### What is being asked
Starting at the line below holding "host for the HTTP server" and stopping at the line holding "pub struct MigrationReport", print every line exactly, both ends included, and leave the rest out.

Data records
=== Section Start ===

use crate::report::{run_migrate, run_report, MigrateArgs, ReportArgs};
use crate::server;
use clap::{Args, Parser, Subcommand};
use shopfloor::error::AppError;

#[derive(Parser, Debug)]
#[command(
    name = "shopfloor-api",
    about = "Record shop-floor production and report operator productivity",
    version
)]
struct Cli {
    #[command(subcommand)]
    command: Option<Command>,
}

#[derive(Subcommand, Debug)]
enum Command {
    /// Start the HTTP service (default command)
    Serve(ServeArgs),
    /// Print an operator productivity report from CSV exports
    Report(ReportArgs),
    /// Convert legacy JSON log documents to the current log shape
    Migrate(MigrateArgs),
}

#[derive(Args, Debug, Default)]
pub(crate) struct ServeArgs {
    /// Override the configured host for the HTTP server
    #[arg(long)]
    pub(crate) host: Option<String>,
    /// Override the configured port for the HTTP server
    #[arg(long)]
    pub(crate) port: Option<u16>,
}

pub(crate) async fn run() -> Result<(), AppError> {
    let cli = Cli::parse();
    let command = cli
        .command
        .unwrap_or_else(|| Command::Serve(ServeArgs::default()));

    match command {
        Command::Serve(args) => server::run(args).await,
        Command::Report(args) => run_report(args),
        Command::Migrate(args) => run_migrate(args),
    }
}
//! One-time conversion of legacy log documents into [`ProductionLogEntry`].
//!
//! Older documents spelled several fields differently. Each field is looked
//! up under its current name first and its legacy name second; once migrated,
//! nothing else in the crate reads the legacy names.

use serde::Serialize;
use serde_json::{Map, Value};

use super::domain::{LogId, ProductionLogEntry, Sector};
use super::import::parse_timestamp;

const TIMESTAMP_KEYS: [&str; 2] = ["timestamp", "fecha"];
const OPERATOR_KEYS: [&str; 2] = ["operator", "operario"];
const POINTS_KEYS: [&str; 2] = ["total_points", "points"];
const ORDER_KEYS: [&str; 2] = ["order_ref", "lote"];

#[derive(Debug, Clone, PartialEq, Eq, thiserror::Error)]
pub enum MigrationError {
    #[error("document is not a JSON object")]
    NotAnObject,
    #[error("missing field '{0}'")]
    MissingField(&'static str),
    #[error("field '{field}' is invalid: {reason}")]
    InvalidField { field: &'static str, reason: String },
}

#[derive(Debug, Clone, PartialEq, Serialize)]
pub struct MigrationFailure {
    pub index: usize,
    pub error: String,
}

#[derive(Debug, Clone, Default, PartialEq, Serialize)]
pub struct MigrationReport {
    pub entries: Vec<ProductionLogEntry>,
    pub failures: Vec<MigrationFailure>,
}

/// Migrates every document it can, collecting per-document failures.
pub fn migrate_documents(documents: &[Value]) -> MigrationReport {
    let mut report = MigrationReport::default();

    for (index, document) in documents.iter().enumerate() {
        match migrate_document(index, document) {
            Ok(entry) => report.entries.push(entry),
            Err(error) => report.failures.push(MigrationFailure {
                index,
                error: error.to_string(),
            }),
        }
    }

    report
}

pub fn migrate_document(index: usize, document: &Value) -> Result<ProductionLogEntry, MigrationError> {
    let fields = document.as_object().ok_or(MigrationError::NotAnObject)?;

    let id = match first_present(fields, &["id"]) {
        Some(value) => LogId(string_field("id", value)?),
        None => LogId(format!("legacy-{index:06}")),
    };

    let raw_timestamp = string_field(
        "timestamp",
        first_present(fields, &TIMESTAMP_KEYS).ok_or(MigrationError::MissingField("timestamp"))?,
    )?;
    let timestamp =
        parse_timestamp(&raw_timestamp).ok_or_else(|| MigrationError::InvalidField {
            field: "timestamp",
            reason: format!("unrecognised value '{raw_timestamp}'"),
        })?;

    let operator = required_string(fields, "operator", &OPERATOR_KEYS)?;
    let sector = required_string(fields, "sector", &["sector"])?
        .parse::<Sector>()
        .map_err(|err| MigrationError::InvalidField {
            field: "sector",
            reason: err.to_string(),
        })?;
    let model = required_string(fields, "model", &["model"])?;
    let operation = required_string(fields, "operation", &["operation"])?;

    let quantity = first_present(fields, &["quantity"])
        .ok_or(MigrationError::MissingField("quantity"))?
        .as_u64()
        .and_then(|value| u32::try_from(value).ok())
        .ok_or_else(|| MigrationError::InvalidField {
            field: "quantity",
            reason: "expected a non-negative integer".to_string(),
        })?;
    if quantity == 0 {
        return Err(MigrationError::InvalidField {
            field: "quantity",
            reason: "must be greater than zero".to_string(),
        });
    }

    let total_points = first_present(fields, &POINTS_KEYS)
        .ok_or(MigrationError::MissingField("total_points"))?
        .as_f64()
        .ok_or_else(|| MigrationError::InvalidField {
            field: "total_points",
            reason: "expected a number".to_string(),
        })?;

    let order_ref = optional_string(fields, "order_ref", &ORDER_KEYS)?;
    let comment = optional_string(fields, "comment", &["comment"])?;

    Ok(ProductionLogEntry {
        id,
        timestamp,
        operator,
        sector,
        model,
        operation,
        quantity,
        total_points,
        order_ref,
        comment,
    })
}

fn first_present<'a>(fields: &'a Map<String, Value>, keys: &[&str]) -> Option<&'a Value> {
    keys.iter()
        .filter_map(|key| fields.get(*key))
        .find(|value| !value.is_null())
}

fn string_field(field: &'static str, value: &Value) -> Result<String, MigrationError> {
    match value {
        Value::String(text) => Ok(text.trim().to_string()),
        Value::Number(number) => Ok(number.to_string()),
        _ => Err(MigrationError::InvalidField {
            field,
            reason: "expected a string".to_string(),
        }),
    }
}

fn required_string(
    fields: &Map<String, Value>,
    field: &'static str,
    keys: &[&str],
) -> Result<String, MigrationError> {
    let value = first_present(fields, keys).ok_or(MigrationError::MissingField(field))?;
    string_field(field, value)
}

fn optional_string(
    fields: &Map<String, Value>,
    field: &'static str,
    keys: &[&str],
) -> Result<Option<String>, MigrationError> {
    first_present(fields, keys)
        .map(|value| string_field(field, value))
        .transpose()
        .map(|value| value.filter(|text| !text.is_empty()))
}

=== Section End ===

### Final answer
    /// Override the configured host for the HTTP server
    #[arg(long)]
    pub(crate) host: Option<String>,
    /// Override the configured port for the HTTP server
    #[arg(long)]
    pub(crate) port: Option<u16>,
}

pub(crate) async fn run() -> Result<(), AppError> {
    let cli = Cli::parse();
    let command = cli
        .command
        .unwrap_or_else(|| Command::Serve(ServeArgs::default()));

    match command {
        Command::Serve(args) => server::run(args).await,
        Command::Report(args) => run_report(args),
        Command::Migrate(args) => run_migrate(args),
    }
}
//! One-time conversion of legacy log documents into [`ProductionLogEntry`].
//!
//! Older documents spelled several fields differently. Each field is looked
//! up under its current name first and its legacy name second; once migrated,
//! nothing else in the crate reads the legacy names.

use serde::Serialize;
use serde_json::{Map, Value};

use super::domain::{LogId, ProductionLogEntry, Sector};
use super::import::parse_timestamp;

const TIMESTAMP_KEYS: [&str; 2] = ["timestamp", "fecha"];
const OPERATOR_KEYS: [&str; 2] = ["operator", "operario"];
const POINTS_KEYS: [&str; 2] = ["total_points", "points"];
const ORDER_KEYS: [&str; 2] = ["order_ref", "lote"];

#[derive(Debug, Clone, PartialEq, Eq, thiserror::Error)]
pub enum MigrationError {
    #[error("document is not a JSON object")]
    NotAnObject,
    #[error("missing field '{0}'")]
    MissingField(&'static str),
    #[error("field '{field}' is invalid: {reason}")]
    InvalidField { field: &'static str, reason: String },
}

#[derive(Debug, Clone, PartialEq, Serialize)]
pub struct MigrationFailure {
    pub index: usize,
    pub error: String,
}

#[derive(Debug, Clone, Default, PartialEq, Serialize)]
pub struct MigrationReport {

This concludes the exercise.